[Task to complete]
Your task is to copy the lines of the data below from the line holding "let mut hasher = Sha256::new();" through the line holding "pub fn db_path(&self)", inclusive, exactly and with nothing added.

Collected data:
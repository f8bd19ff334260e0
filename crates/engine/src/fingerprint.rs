//! Anomaly fingerprints
//!
//! A fingerprint covers only the stable attributes of a finding:
//! `{type, entity_type, entity_id, anomaly_scope}`. Amounts change on every
//! re-check and are deliberately left out.

use ledgerwatch_core::{AnomalyScope, EntityType};
use serde_json::json;
use sha2::{Digest, Sha256};

/// SHA-256 (hex) of the canonical JSON of the stable attributes
///
/// `serde_json` objects keep keys sorted, which makes the encoding canonical.
pub fn fingerprint(
    invariant: &str,
    entity_type: EntityType,
    entity_id: i64,
    scope: AnomalyScope,
) -> String {
    let canonical = json!({
        "type": invariant,
        "entity_type": entity_type.as_ref(),
        "entity_id": entity_id,
        "anomaly_scope": scope.as_ref(),
    });

    let mut hasher = Sha256::new();
    hasher.update(canonical.to_string().as_bytes());
    hex::encode(hasher.finalize())
}
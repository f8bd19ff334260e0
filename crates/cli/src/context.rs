//! Application context - wires the engine to a database

use std::path::{Path, PathBuf};
use std::sync::Arc;

use ledgerwatch_core::{SystemClock, UserId};
use ledgerwatch_engine::{
    AuditConfig, AuditOrchestrator, AuditServices, NotificationRouter, QueueWorker,
    StaticDirectory, TracingNotifier,
};
use ledgerwatch_store::SqliteStore;

pub struct AppContext {
    pub store: Arc<SqliteStore>,
    pub services: AuditServices,
    pub orchestrator: AuditOrchestrator,
    db_path: PathBuf,
}

impl AppContext {
    /// Open (or create) the database and load configuration
    ///
    /// Without a config file the built-in defaults apply.
    pub fn open(
        db_path: impl AsRef<Path>,
        config_path: Option<&Path>,
        auditors: &[UserId],
    ) -> Result<Self, anyhow::Error> {
        let db_path = db_path.as_ref().to_path_buf();
        if let Some(parent) = db_path.parent().filter(|p| !p.as_os_str().is_empty()) {
            std::fs::create_dir_all(parent)?;
        }

        let config = match config_path {
            Some(path) => AuditConfig::from_file(path)?,
            None => AuditConfig::default(),
        };

        let store = Arc::new(SqliteStore::open(&db_path)?);
        let router = NotificationRouter::new(
            Arc::new(StaticDirectory::new(auditors.iter().copied())),
            Arc::new(TracingNotifier),
        );
        // entity locks are leases in the database, shared with any other worker process
        let services = AuditServices::new(store.clone(), Arc::new(SystemClock), config)
            .with_notifications(router);

        tracing::debug!(db = %db_path.display(), "Audit database opened");

        Ok(Self {
            orchestrator: AuditOrchestrator::new(services.clone()),
            services,
            store,
            db_path,
        })
    }

    pub fn db_path(&self) -> &Path {
        &self.db_path
    }

    pub fn worker(&self) -> QueueWorker {
        QueueWorker::new(self.services.clone())
    }
}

[Exercise solution]
    let mut hasher = Sha256::new();
    hasher.update(canonical.to_string().as_bytes());
    hex::encode(hasher.finalize())
}
repository f8bd19ff334260e0
filename crates/cli/src/context.rs
//! Application context - wires the engine to a database

use std::path::{Path, PathBuf};
use std::sync::Arc;

use ledgerwatch_core::{SystemClock, UserId};
use ledgerwatch_engine::{
    AuditConfig, AuditOrchestrator, AuditServices, NotificationRouter, QueueWorker,
    StaticDirectory, TracingNotifier,
};
use ledgerwatch_store::SqliteStore;

pub struct AppContext {
    pub store: Arc<SqliteStore>,
    pub services: AuditServices,
    pub orchestrator: AuditOrchestrator,
    db_path: PathBuf,
}

impl AppContext {
    /// Open (or create) the database and load configuration
    ///
    /// Without a config file the built-in defaults apply.
    pub fn open(
        db_path: impl AsRef<Path>,
        config_path: Option<&Path>,
        auditors: &[UserId],
    ) -> Result<Self, anyhow::Error> {
        let db_path = db_path.as_ref().to_path_buf();
        if let Some(parent) = db_path.parent().filter(|p| !p.as_os_str().is_empty()) {
            std::fs::create_dir_all(parent)?;
        }

        let config = match config_path {
            Some(path) => AuditConfig::from_file(path)?,
            None => AuditConfig::default(),
        };

        let store = Arc::new(SqliteStore::open(&db_path)?);
        let router = NotificationRouter::new(
            Arc::new(StaticDirectory::new(auditors.iter().copied())),
            Arc::new(TracingNotifier),
        );
        // entity locks are leases in the database, shared with any other worker process
        let services = AuditServices::new(store.clone(), Arc::new(SystemClock), config)
            .with_notifications(router);

        tracing::debug!(db = %db_path.display(), "Audit database opened");

        Ok(Self {
            orchestrator: AuditOrchestrator::new(services.clone()),
            services,
            store,
            db_path,
        })
    }

    pub fn db_path(&self) -> &Path {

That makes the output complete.